Here's a microstep in what may be the right direction:
Problem: for large p, p prime, what is the probability that a random integer
N (ignoring the difficulty of picking random integers) is divisible by p but
by no smaller prime?
To approximate this answer, look at the interval [0,p!).
The pattern of the numbers we are looking for in this interval will be
repeated in [p!,2*p!), [2*p!,3*p!), etc, so the density of such numbers
in this interval (number of occurrences divided by p!) is the probability
we seek.
The numbers which are divisible by p but by no smaller prime are:
p, p*p1, p*p2, ... where p1, p2, etc are the 1st, 2d,
p^2, p^2*p1, p^2*p2, ... etc. primes > p
p^3, p^3*p1, p^3*p2, ...
How many numbers are enumerated here? Consider the first line of the
enumeration. If p*x is less than p! then x must be less than p!/p;
but we must exclude all x between 2 and p inclusive, and all non-prime x.

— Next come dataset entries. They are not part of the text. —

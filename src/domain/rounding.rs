//! Explicit rounding direction for arithmetic operations.

/// Rounding direction for division and multiply-divide.
///
/// Every division in the crate takes a `Rounding` so that the direction
/// is always chosen against the caller: amounts a trader receives round
/// down, amounts a trader pays round up.  For signed values the directions
/// are towards negative and positive infinity respectively.
///
/// # Examples
///
/// ```
/// use irs_amm::domain::Rounding;
///
/// assert!(Rounding::Up.is_up());
/// assert!(Rounding::Down.is_down());
/// ```
#[derive(Debug, Clone, Copy, PartialEq, Eq, Hash)]
pub enum Rounding {
    /// Towards positive infinity (ceiling).
    Up,
    /// Towards negative infinity (floor).
    Down,
}

impl Rounding {
    /// Returns `true` if this is [`Rounding::Up`].
    #[must_use]
    pub const fn is_up(&self) -> bool {
        matches!(self, Self::Up)
    }

    /// Returns `true` if this is [`Rounding::Down`].
    #[must_use]
    pub const fn is_down(&self) -> bool {
        matches!(self, Self::Down)
    }

    /// Returns the opposite direction.
    #[must_use]
    pub const fn flip(&self) -> Self {
        match self {
            Self::Up => Self::Down,
            Self::Down => Self::Up,
        }
    }
}
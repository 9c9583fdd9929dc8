//! Instance configuration structs.
//!
//! [`InstanceConfig`] is the declarative blueprint for deploying an
//! instance.  It nests the per-component configs: [`VammConfig`] for the
//! curve, [`MarginEngineConfig`] for the ledger and
//! [`MarginCalculatorParameters`] for the risk model.

mod calculator;
mod instance;
mod margin_engine;
mod vamm;

pub use calculator::MarginCalculatorParameters;
pub use instance::{InstanceConfig, InstanceKey};
pub use margin_engine::MarginEngineConfig;
pub use vamm::VammConfig;
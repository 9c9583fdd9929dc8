//! Configuration for the margin/position ledger.

use crate::error::IrsError;

/// Immutable parameters of a [`MarginEngine`](crate::margin_engine::MarginEngine).
///
/// - `apy_lookback_seconds`: window over which the oracle's observed APY
///   is measured for the margin calculator.  Must be positive.
/// - `parameter_grace_period`: seconds after a calculator parameter update
///   during which liquidations keep using the version a position was
///   pinned to.
#[derive(Debug, Clone, Copy, PartialEq, Eq, Hash)]
#[cfg_attr(feature = "serde", derive(serde::Serialize, serde::Deserialize))]
pub struct MarginEngineConfig {
    apy_lookback_seconds: u64,
    parameter_grace_period: u64,
}

impl MarginEngineConfig {
    /// Creates a new `MarginEngineConfig`.
    ///
    /// # Errors
    ///
    /// Returns [`IrsError::InvalidConfiguration`] if the lookback is zero.
    pub fn new(apy_lookback_seconds: u64, parameter_grace_period: u64) -> Result<Self, IrsError> {
        let config = Self {
            apy_lookback_seconds,
            parameter_grace_period,
        };
        config.validate()?;
        Ok(config)
    }

    /// Validates all configuration invariants.
    ///
    /// # Errors
    ///
    /// Returns [`IrsError::InvalidConfiguration`] if the lookback is zero.
    pub fn validate(&self) -> Result<(), IrsError> {
        if self.apy_lookback_seconds == 0 {
            return Err(IrsError::InvalidConfiguration(
                "apy lookback window must be positive",
            ));
        }
        Ok(())
    }

    /// Returns the APY lookback window in seconds.
    #[must_use]
    pub const fn apy_lookback_seconds(&self) -> u64 {
        self.apy_lookback_seconds
    }

    /// Returns the parameter grace period in seconds.
    #[must_use]
    pub const fn parameter_grace_period(&self) -> u64 {
        self.parameter_grace_period
    }
}

#[cfg(test)]
#[allow(clippy::panic)]
mod tests {
    use super::*;

    #[test]
    fn valid() {
        let Ok(cfg) = MarginEngineConfig::new(86_400, 3_600) else {
            panic!("expected Ok");
        };
        assert_eq!(cfg.apy_lookback_seconds(), 86_400);
        assert_eq!(cfg.parameter_grace_period(), 3_600);
    }

    #[test]
    fn zero_lookback_rejected() {
        assert_eq!(
            MarginEngineConfig::new(0, 0),
            Err(IrsError::InvalidConfiguration(
                "apy lookback window must be positive"
            ))
        );
    }
}
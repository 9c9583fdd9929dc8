//! Discrete fixed-rate boundary on the VAMM curve.

use core::fmt;

use crate::error::IrsError;

/// Minimum valid tick index.  `1.0001^-69100` is a fixed rate of ~1000%.
pub const MIN_TICK: i32 = -69_100;

/// Maximum valid tick index.  `1.0001^69100` is a fixed rate of ~0.001%.
pub const MAX_TICK: i32 = 69_100;

/// A discrete point on the VAMM price curve.
///
/// The VAMM price is `1.0001^tick` and the fixed rate it quotes, in percent,
/// is the reciprocal: tick `0` is a 1% fixed rate, positive ticks are lower
/// rates and negative ticks are higher rates.
///
/// # Examples
///
/// ```
/// use irs_amm::domain::Tick;
///
/// let tick = Tick::new(60).unwrap_or(Tick::ZERO);
/// assert_eq!(tick.get(), 60);
/// assert!(tick.is_aligned(60));
/// assert!(Tick::new(70_000).is_err());
/// ```
#[derive(Debug, Clone, Copy, PartialEq, Eq, PartialOrd, Ord, Hash)]
#[cfg_attr(feature = "serde", derive(serde::Serialize, serde::Deserialize))]
pub struct Tick(i32);

impl Tick {
    /// Minimum valid tick.
    pub const MIN: Self = Self(MIN_TICK);

    /// Maximum valid tick.
    pub const MAX: Self = Self(MAX_TICK);

    /// Tick `0`, a fixed rate of exactly 1%.
    pub const ZERO: Self = Self(0);

    /// Creates a new `Tick` with range validation.
    ///
    /// # Errors
    ///
    /// Returns [`IrsError::InvalidTick`] if `value` is outside
    /// `[-69100, 69100]`.
    pub const fn new(value: i32) -> crate::error::Result<Self> {
        if value < MIN_TICK || value > MAX_TICK {
            return Err(IrsError::InvalidTick("tick out of range [-69100, 69100]"));
        }
        Ok(Self(value))
    }

    /// Returns the underlying tick index.
    #[must_use]
    pub const fn get(&self) -> i32 {
        self.0
    }

    /// Returns `true` if the tick lies on a grid of the given spacing.
    ///
    /// A spacing of zero aligns nothing.
    #[must_use]
    pub const fn is_aligned(&self, spacing: i32) -> bool {
        spacing > 0 && self.0 % spacing == 0
    }

    /// Checked addition of a delta.  `None` if the result leaves the range.
    #[must_use]
    pub const fn checked_add(&self, delta: i32) -> Option<Self> {
        match self.0.checked_add(delta) {
            Some(v) if v >= MIN_TICK && v <= MAX_TICK => Some(Self(v)),
            _ => None,
        }
    }

    /// Checked subtraction of a delta.  `None` if the result leaves the range.
    #[must_use]
    pub const fn checked_sub(&self, delta: i32) -> Option<Self> {
        match self.0.checked_sub(delta) {
            Some(v) if v >= MIN_TICK && v <= MAX_TICK => Some(Self(v)),
            _ => None,
        }
    }
}

impl fmt::Display for Tick {
    fn fmt(&self, f: &mut fmt::Formatter<'_>) -> fmt::Result {
        write!(f, "Tick({})", self.0)
    }
}

#[cfg(test)]
#[allow(clippy::panic)]
mod tests {
    use super::*;

    #[test]
    fn valid_bounds() {
        let Ok(lo) = Tick::new(MIN_TICK) else {
            panic!("expected Ok");
        };
        let Ok(hi) = Tick::new(MAX_TICK) else {
            panic!("expected Ok");
        };
        assert_eq!(lo, Tick::MIN);
        assert_eq!(hi, Tick::MAX);
    }

    #[test]
    fn out_of_range() {
        let Err(e) = Tick::new(MAX_TICK + 1) else {
            panic!("expected Err");
        };
        assert_eq!(e, IrsError::InvalidTick("tick out of range [-69100, 69100]"));
        assert!(Tick::new(MIN_TICK - 1).is_err());
        assert!(Tick::new(i32::MIN).is_err());
    }

    #[test]
    fn alignment() {
        let Ok(t) = Tick::new(-120) else {
            panic!("expected Ok");
        };
        assert!(t.is_aligned(60));
        assert!(!t.is_aligned(50));
        assert!(!t.is_aligned(0));
    }

    #[test]
    fn checked_arithmetic_stays_in_range() {
        assert_eq!(Tick::MAX.checked_add(1), None);
        assert_eq!(Tick::MIN.checked_sub(1), None);
        assert_eq!(Tick::ZERO.checked_sub(60), Tick::new(-60).ok());
    }

    #[test]
    fn display() {
        assert_eq!(Tick::ZERO.to_string(), "Tick(0)");
    }
}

Let pi(n) be the number of primes < n. Then the number of entries on the
first line of the enumeration is pi(p!/p)-pi(p).
Similiarly, the number of entries on the second line is pi(p!/p^2)-pi(p), etc.
There are [ln(p!)/ln(p)] lines in the enumeration, and the last line is
a special case, having exactly one element.
Since p is large, there are some approximations that can be used to simplify
things:
pi(n) = n/ln(n) (some famous theorem or other;
there may be a constant of
proportionality involved)
ln(p!) = p*ln(p)-p+ln(2*pi*p)/2 (Stirling's formula - pi here
is the usual 3.14159...)
I didn't have the heart to expand the entire enumeration and divide by
p! to get the probability; however, by ruthlessly throwing away the less
significant terms (i.e. everything but pi(p!/p) in the enumeration, and
the last term in Stirling's formula) I came up with an approximate
probability of:
1
-------------------------
p * (p-1) * (ln(p-1) - 1)
Good luck in verifying it empirically for any given large p.....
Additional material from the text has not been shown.